Remember when entering a debate meant counter-arguing an idea to reach a new level, and not just raising the tone in a tantrum so you could finally call the other party an imbecile? Or pedophile?
I decided to resurrect those good times, those of interesting discussions, healthily provoked by the brilliant writer Julián Fuks. In his most recent column on Ecoa, from UOL, he writes: “You won’t even be able to leave the house by traveling the whole world.” I already felt provoked!
Almost ten years ago we discussed in this same space what it means to travel. I’m not sure if we’ve come to any solid conclusions myself, but I think we can agree that what we seek as a tourist is always an experience we don’t have at home.
The new, the different, the adventure of the unknown — all this is, for me, the fuel of any journey. Yet perceptively, Fuks, recently revisiting Montreal, realizes, not for the first time: “The streets of the world are more and more alike.”
Still, due to advances in technology, the author regrets the concern “that we are all too close, that we no longer know how to distance ourselves, about not becoming inaccessible to excessive and constant appeals”.
These are reasonable arguments and, I confess, have crossed my mind as well. The first of them, that the cities are very similar, seems to be a contemporary sensation, but it is the result of a long civilizing process.
The same that makes Hoi An, in Vietnam, a branch of imperialist China. Or Ephesus, today in Turkey, a shadow of the glorious conquests of ancient Rome. That connects Andalusia to the Middle East. Oh! And also what makes us feel so at home when we go from Salvador to Lisbon — or even to Goa, India.
Conquering, for imperialist or capitalist reasons, means marking territory… but also giving some space to local culture. At least the most successful assimilations. And I like this.
But then there’s the issue of isolation, also raised by Fuks, and my defense is to say that this only depends on a very personal decision. It is up to each of us to choose to disconnect.
Yes, I’ve had “blackouts” and communication in Papua New Guinea, Namibia, the Gobi desert (Mongolia) or even in the middle of nowhere in Patagonia. But have you tried turning off your cell phone for 24 hours in Paris, New York, Tokyo?
What a pleasure it is to reconnect the next day and see that, of the 376 WhatsApp messages (and as many emails and directs), only three or four are really worth responding to!
Fuks, a writer with a nomadic soul, knows this. Which doesn’t stop him from nudging us with his remarks about the visit to Montreal: a fascinating city, which I haven’t been to for some time, and which offers, you see, in its cosmopolitan streets, a salvation for such concerns.
“I feel that something in me calms down,” writes Fuks in his last paragraph. “All the streets in the world may look alike one day. People don’t.” And he concludes: “There is something in people that resists.”

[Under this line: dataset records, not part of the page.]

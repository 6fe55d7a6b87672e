use anyhow::{Context, Result};
use axum::{
    body::Bytes,
    extract::{Path, Query, State},
    http::StatusCode,
    response::{IntoResponse, Response},
    routing::{get, post},
    Json, Router,
};
use serde_json::{Map, Value};
use std::net::SocketAddr;
use std::sync::Arc;
use std::time::Instant;
use tower_http::trace::TraceLayer;
use tracing::{info, warn};

use crate::api::types::{ErrorResponse, HealthResponse, InvokeQuery, ServiceInfo};
use crate::script::{Dispatcher, ScriptError};

/// HTTP server state
#[derive(Clone)]
struct AppState {
    dispatcher: Arc<Dispatcher>,
    started_at: Instant,
}

/// HTTP front end for registered capabilities
///
/// - GET /health - Health check
/// - GET /api/services - Registered capabilities with metadata
/// - POST /api/services/{capability}?return_response=true - Invoke a capability
///   with a JSON object body as its parameters
pub struct ScriptServer {
    bind: SocketAddr,
    dispatcher: Arc<Dispatcher>,
}

impl ScriptServer {
    pub fn new(bind: SocketAddr, dispatcher: Arc<Dispatcher>) -> Self {
        Self { bind, dispatcher }
    }

    /// Create the Axum router with all endpoints
    pub fn router(dispatcher: Arc<Dispatcher>) -> Router {
        let state = AppState {
            dispatcher,
            started_at: Instant::now(),
        };

        Router::new()
            .route("/health", get(health_handler))
            .route("/api/services", get(list_services))
            .route("/api/services/{capability}", post(invoke_service))
            .layer(TraceLayer::new_for_http())
            .with_state(state)
    }

    /// Start the HTTP server and run until `shutdown` resolves
    pub async fn run<F>(self, shutdown: F) -> Result<()>
    where
        F: std::future::Future<Output = ()> + Send + 'static,
    {
        let app = Self::router(self.dispatcher);

        let listener = tokio::net::TcpListener::bind(self.bind)
            .await
            .with_context(|| format!("Failed to bind {}", self.bind))?;
        info!("HTTP server listening on {}", listener.local_addr()?);

        axum::serve(listener, app)
            .with_graceful_shutdown(shutdown)
            .await
            .context("HTTP server failed")?;

        Ok(())
    }
}

async fn health_handler(State(state): State<AppState>) -> Json<HealthResponse> {
    Json(HealthResponse {
        status: "ok".to_string(),
        uptime_seconds: state.started_at.elapsed().as_secs(),
        version: env!("CARGO_PKG_VERSION").to_string(),
        capabilities: state.dispatcher.registry().list().len(),
        cached_units: state.dispatcher.cache().len(),
    })
}

async fn list_services(State(state): State<AppState>) -> Json<Vec<ServiceInfo>> {
    let services = state
        .dispatcher
        .registry()
        .list()
        .iter()
        .map(|capability| ServiceInfo::from(capability.as_ref()))
        .collect();
    Json(services)
}

async fn invoke_service(
    Path(capability): Path<String>,
    Query(query): Query<InvokeQuery>,
    State(state): State<AppState>,
    body: Bytes,
) -> Response {
    let payload = match parse_payload(&body) {
        Ok(payload) => payload,
        Err(message) => {
            warn!(capability = %capability, error = %message, "Invalid request body");
            return error_response(StatusCode::BAD_REQUEST, message);
        }
    };

    let dispatcher = state.dispatcher.clone();
    let identifier = capability.clone();
    let want_response = query.return_response;
    let outcome = tokio::task::spawn_blocking(move || {
        dispatcher.call(&identifier, payload, want_response)
    })
    .await;

    match outcome {
        Ok(Ok(Some(response))) => (StatusCode::OK, Json(response)).into_response(),
        Ok(Ok(None)) => StatusCode::NO_CONTENT.into_response(),
        Ok(Err(e)) => {
            warn!(capability = %capability, error = %e, "Invocation failed");
            error_response(status_for(&e), e.to_string())
        }
        Err(e) => {
            warn!(capability = %capability, error = %e, "Invocation task failed");
            error_response(StatusCode::INTERNAL_SERVER_ERROR, e.to_string())
        }
    }
}

/// An empty body is an empty parameter set; anything else must be a JSON object
fn parse_payload(body: &[u8]) -> Result<Map<String, Value>, String> {
    if body.iter().all(u8::is_ascii_whitespace) {
        return Ok(Map::new());
    }

    match serde_json::from_slice::<Value>(body) {
        Ok(Value::Object(map)) => Ok(map),
        Ok(other) => Err(format!("Request body must be a JSON object, got {}", other)),
        Err(e) => Err(format!("Invalid JSON body: {}", e)),
    }
}

fn status_for(error: &ScriptError) -> StatusCode {
    match error {
        ScriptError::Validation => StatusCode::BAD_REQUEST,
        ScriptError::UnknownCapability(_) | ScriptError::Read { .. } => StatusCode::NOT_FOUND,
        ScriptError::Syntax { .. } => StatusCode::UNPROCESSABLE_ENTITY,
        ScriptError::Discovery(_) => StatusCode::INTERNAL_SERVER_ERROR,
    }
}

fn error_response(status: StatusCode, error: String) -> Response {
    (status, Json(ErrorResponse { error })).into_response()
}
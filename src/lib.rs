// Library interface for ScriptPro
// The binary and the integration tests both build on these modules

pub mod api;
pub mod cli;
pub mod cli_utils;
pub mod commands;
pub mod config;
pub mod config_discovery;
pub mod hot_reload;
pub mod http;
pub mod logging;
pub mod merger;
pub mod script;
pub mod xdg;

// Re-export commonly used types
pub use config::ScriptProConfig;
pub use config_discovery::{discover_config, load_config_with_discovery};
pub use script::{Dispatcher, InvocationRequest, ResponseConvention, ScriptError, ScriptResponse};
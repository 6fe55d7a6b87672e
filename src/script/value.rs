//! Exportable values
//!
//! The closed set of value shapes a script binding may carry into a response.
//! Anything the engine produces outside this set (function pointers, blobs,
//! timestamps, custom Rust types) has no representation here and is dropped
//! during harvesting.
use rhai::{Array, Dynamic, Map, FLOAT, INT};
use serde::ser::{SerializeMap, SerializeSeq};
use serde::{Serialize, Serializer};
use std::collections::BTreeMap;

/// A JSON-representable value produced by (or seeded into) a script
#[derive(Debug, Clone, PartialEq)]
pub enum ExportableValue {
    Null,
    Bool(bool),
    Int(i64),
    Float(f64),
    Text(String),
    Sequence(Vec<ExportableValue>),
    Mapping(BTreeMap<String, ExportableValue>),
}

impl ExportableValue {
    /// Convert an engine value, returning `None` when any part of it is not exportable.
    ///
    /// Containers are all-or-nothing: an array holding a closure is dropped as a whole.
    pub fn from_dynamic(value: &Dynamic) -> Option<Self> {
        let value = value.flatten_clone();

        if value.is_unit() {
            return Some(Self::Null);
        }
        if let Ok(b) = value.as_bool() {
            return Some(Self::Bool(b));
        }
        if let Ok(i) = value.as_int() {
            return Some(Self::Int(i));
        }
        if let Ok(f) = value.as_float() {
            // JSON has no NaN/inf
            return f.is_finite().then_some(Self::Float(f));
        }
        if let Ok(c) = value.as_char() {
            return Some(Self::Text(c.to_string()));
        }
        if value.is_string() {
            return value.into_string().ok().map(Self::Text);
        }
        if value.is_array() {
            let items = value.into_array().ok()?;
            return items
                .iter()
                .map(Self::from_dynamic)
                .collect::<Option<Vec<_>>>()
                .map(Self::Sequence);
        }
        if value.is_map() {
            let map = value.try_cast::<Map>()?;
            return map
                .iter()
                .map(|(k, v)| Self::from_dynamic(v).map(|v| (k.to_string(), v)))
                .collect::<Option<BTreeMap<_, _>>>()
                .map(Self::Mapping);
        }

        None
    }

    /// Convert into an engine value for seeding a namespace
    pub fn to_dynamic(&self) -> Dynamic {
        match self {
            Self::Null => Dynamic::UNIT,
            Self::Bool(b) => Dynamic::from_bool(*b),
            Self::Int(i) => Dynamic::from_int(*i as INT),
            Self::Float(f) => Dynamic::from_float(*f as FLOAT),
            Self::Text(s) => Dynamic::from(s.clone()),
            Self::Sequence(items) => {
                let array: Array = items.iter().map(Self::to_dynamic).collect();
                Dynamic::from_array(array)
            }
            Self::Mapping(entries) => {
                let mut map = Map::new();
                for (k, v) in entries {
                    map.insert(k.as_str().into(), v.to_dynamic());
                }
                Dynamic::from_map(map)
            }
        }
    }

    pub fn as_str(&self) -> Option<&str> {
        match self {
            Self::Text(s) => Some(s),
            _ => None,
        }
    }

    pub fn type_name(&self) -> &'static str {
        match self {
            Self::Null => "null",
            Self::Bool(_) => "boolean",
            Self::Int(_) => "integer",
            Self::Float(_) => "float",
            Self::Text(_) => "string",
            Self::Sequence(_) => "array",
            Self::Mapping(_) => "object",
        }
    }
}

impl From<serde_json::Value> for ExportableValue {
    fn from(value: serde_json::Value) -> Self {
        use serde_json::Value;

        match value {
            Value::Null => Self::Null,
            Value::Bool(b) => Self::Bool(b),
            Value::Number(n) => match n.as_i64() {
                Some(i) => Self::Int(i),
                // u64 beyond i64::MAX and real floats
                None => Self::Float(n.as_f64().unwrap_or(0.0)),
            },
            Value::String(s) => Self::Text(s),
            Value::Array(items) => Self::Sequence(items.into_iter().map(Self::from).collect()),
            Value::Object(entries) => Self::Mapping(
                entries
                    .into_iter()
                    .map(|(k, v)| (k, Self::from(v)))
                    .collect(),
            ),
        }
    }
}

impl From<ExportableValue> for serde_json::Value {
    fn from(value: ExportableValue) -> Self {
        use serde_json::Value;

        match value {
            ExportableValue::Null => Value::Null,
            ExportableValue::Bool(b) => Value::Bool(b),
            ExportableValue::Int(i) => Value::from(i),
            ExportableValue::Float(f) => serde_json::Number::from_f64(f)
                .map(Value::Number)
                .unwrap_or(Value::Null),
            ExportableValue::Text(s) => Value::String(s),
            ExportableValue::Sequence(items) => {
                Value::Array(items.into_iter().map(Value::from).collect())
            }
            ExportableValue::Mapping(entries) => Value::Object(
                entries
                    .into_iter()
                    .map(|(k, v)| (k, Value::from(v)))
                    .collect(),
            ),
        }
    }
}

impl From<&str> for ExportableValue {
    fn from(value: &str) -> Self {
        Self::Text(value.to_string())
    }
}

impl From<i64> for ExportableValue {
    fn from(value: i64) -> Self {
        Self::Int(value)
    }
}

impl From<bool> for ExportableValue {
    fn from(value: bool) -> Self {
        Self::Bool(value)
    }
}

impl Serialize for ExportableValue {
    fn serialize<S: Serializer>(&self, serializer: S) -> Result<S::Ok, S::Error> {
        match self {
            Self::Null => serializer.serialize_unit(),
            Self::Bool(b) => serializer.serialize_bool(*b),
            Self::Int(i) => serializer.serialize_i64(*i),
            Self::Float(f) => serializer.serialize_f64(*f),
            Self::Text(s) => serializer.serialize_str(s),
            Self::Sequence(items) => {
                let mut seq = serializer.serialize_seq(Some(items.len()))?;
                for item in items {
                    seq.serialize_element(item)?;
                }
                seq.end()
            }
            Self::Mapping(entries) => {
                let mut map = serializer.serialize_map(Some(entries.len()))?;
                for (k, v) in entries {
                    map.serialize_entry(k, v)?;
                }
                map.end()
            }
        }
    }
}
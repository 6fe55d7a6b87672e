// Common test utilities shared across acceptance tests
//
// ## Test Isolation Strategy
//
// Each test gets its own workspace: a temp directory holding a copy of the
// fixture scripts and a `scriptpro.toml`. Commands run with that directory as
// their working directory, with every SCRIPTPRO_* variable removed and
// XDG_CONFIG_HOME pointed inside the workspace, so no global config leaks in.
//
// Servers bind to a free port picked per test and are killed on drop.

#![allow(dead_code)]

use assert_cmd::Command;
use std::fs;
use std::io::{Read, Write};
use std::net::{TcpListener, TcpStream};
use std::path::{Path, PathBuf};
use std::process::{Child, Stdio};
use std::thread;
use std::time::{Duration, Instant};
use tempfile::TempDir;
use walkdir::WalkDir;

const ISOLATED_ENV: &[&str] = &[
    "SCRIPTPRO_CONFIG",
    "SCRIPTPRO_CONFIG_SCRIPTS_DIR",
    "SCRIPTPRO_CONFIG_RESPONSE_CONVENTION",
    "SCRIPTPRO_CONFIG_BIND",
    "SCRIPTPRO_CONFIG_WATCH",
    "SCRIPTPRO_LOG_FORMAT",
];

pub const DEFAULT_CONFIG: &str = r#"
[scripts]
dir = "scripts"
exclude = ["lib/*"]
"#;

/// Isolated project directory with the fixture scripts under `scripts/`
pub struct TestWorkspace {
    temp_dir: TempDir,
}

impl TestWorkspace {
    pub fn new() -> Self {
        Self::with_config(DEFAULT_CONFIG)
    }

    pub fn with_config(config: &str) -> Self {
        let temp_dir = TempDir::new().unwrap();
        let fixtures = PathBuf::from(env!("CARGO_MANIFEST_DIR")).join("fixtures/scripts");

        for entry in WalkDir::new(&fixtures) {
            let entry = entry.unwrap();
            let relative = entry.path().strip_prefix(&fixtures).unwrap();
            let dest = temp_dir.path().join("scripts").join(relative);
            if entry.file_type().is_dir() {
                fs::create_dir_all(&dest).unwrap();
            } else {
                fs::copy(entry.path(), &dest).unwrap();
            }
        }

        fs::write(temp_dir.path().join("scriptpro.toml"), config).unwrap();

        Self { temp_dir }
    }

    pub fn path(&self) -> &Path {
        self.temp_dir.path()
    }

    pub fn create_file(&self, path: &str, content: &str) {
        let file_path = self.temp_dir.path().join(path);
        if let Some(parent) = file_path.parent() {
            fs::create_dir_all(parent).unwrap();
        }
        fs::write(file_path, content).unwrap();
    }

    pub fn remove_file(&self, path: &str) {
        fs::remove_file(self.temp_dir.path().join(path)).unwrap();
    }

    /// `scriptpro` command running inside the workspace
    pub fn scriptpro(&self) -> Command {
        let mut cmd = Command::new(env!("CARGO_BIN_EXE_scriptpro"));
        self.isolate(cmd.current_dir(self.path()));
        cmd
    }

    fn isolate(&self, cmd: &mut Command) {
        for var in ISOLATED_ENV {
            cmd.env_remove(var);
        }
        cmd.env("XDG_CONFIG_HOME", self.path().join(".xdg"));
        cmd.env("RUST_LOG", "info");
    }
}

/// A running `scriptpro serve` process
pub struct TestServer {
    child: Child,
    pub port: u16,
}

impl TestServer {
    pub fn start(workspace: &TestWorkspace, extra_args: &[&str]) -> Self {
        let port = free_port();

        let mut cmd = std::process::Command::new(env!("CARGO_BIN_EXE_scriptpro"));
        cmd.arg("serve")
            .arg("--bind")
            .arg(format!("127.0.0.1:{}", port))
            .args(extra_args)
            .current_dir(workspace.path())
            .env("XDG_CONFIG_HOME", workspace.path().join(".xdg"))
            .stdout(Stdio::null())
            .stderr(Stdio::null());
        for var in ISOLATED_ENV {
            cmd.env_remove(var);
        }
        let child = cmd.spawn().unwrap();

        let mut server = Self { child, port };
        server.wait_until_ready();
        server
    }

    fn wait_until_ready(&mut self) {
        let deadline = Instant::now() + Duration::from_secs(15);
        while Instant::now() < deadline {
            if let Ok(Some(status)) = self.child.try_wait() {
                panic!("Server exited immediately with status: {}", status);
            }
            if let Some((200, _)) = self.try_request("GET", "/health", None) {
                return;
            }
            thread::sleep(Duration::from_millis(100));
        }
        panic!("Server did not become ready on port {}", self.port);
    }

    pub fn pid(&self) -> u32 {
        self.child.id()
    }

    /// Send a request and return (status, body)
    pub fn request(&self, method: &str, path: &str, body: Option<&str>) -> (u16, String) {
        self.try_request(method, path, body)
            .unwrap_or_else(|| panic!("request {} {} failed", method, path))
    }

    fn try_request(&self, method: &str, path: &str, body: Option<&str>) -> Option<(u16, String)> {
        let mut stream = TcpStream::connect(("127.0.0.1", self.port)).ok()?;
        stream.set_read_timeout(Some(Duration::from_secs(10))).ok()?;

        let body = body.unwrap_or("");
        let request = format!(
            "{method} {path} HTTP/1.1\r\nHost: 127.0.0.1\r\nConnection: close\r\nContent-Type: application/json\r\nContent-Length: {}\r\n\r\n{body}",
            body.len()
        );
        stream.write_all(request.as_bytes()).ok()?;

        let mut raw = String::new();
        stream.read_to_string(&mut raw).ok()?;

        let status = raw.split_whitespace().nth(1)?.parse().ok()?;
        let body = raw.split_once("\r\n\r\n").map(|(_, b)| b.to_string())?;
        Some((status, body))
    }
}

impl Drop for TestServer {
    fn drop(&mut self) {
        let _ = self.child.kill();
        let _ = self.child.wait();
    }
}

fn free_port() -> u16 {
    let listener = TcpListener::bind("127.0.0.1:0").unwrap();
    listener.local_addr().unwrap().port()
}

/// Poll `condition` for up to ten seconds
pub fn eventually(mut condition: impl FnMut() -> bool) -> bool {
    let deadline = Instant::now() + Duration::from_secs(10);
    while Instant::now() < deadline {
        if condition() {
            return true;
        }
        thread::sleep(Duration::from_millis(100));
    }
    false
}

In the book about my first trip around the world, from 2004, I ended by writing: “I don’t travel to see monuments. I travel to see people”. And in a way I see that both I and Fuks, who is someone I have long respected and admired, have come to more or less the same conclusion.
What really takes us far from home is never where we go, but who we meet there. And, of course, how we choose to engage with them.
It is from there that friendships, loves, families, communities, cities, countries, civilizations are born.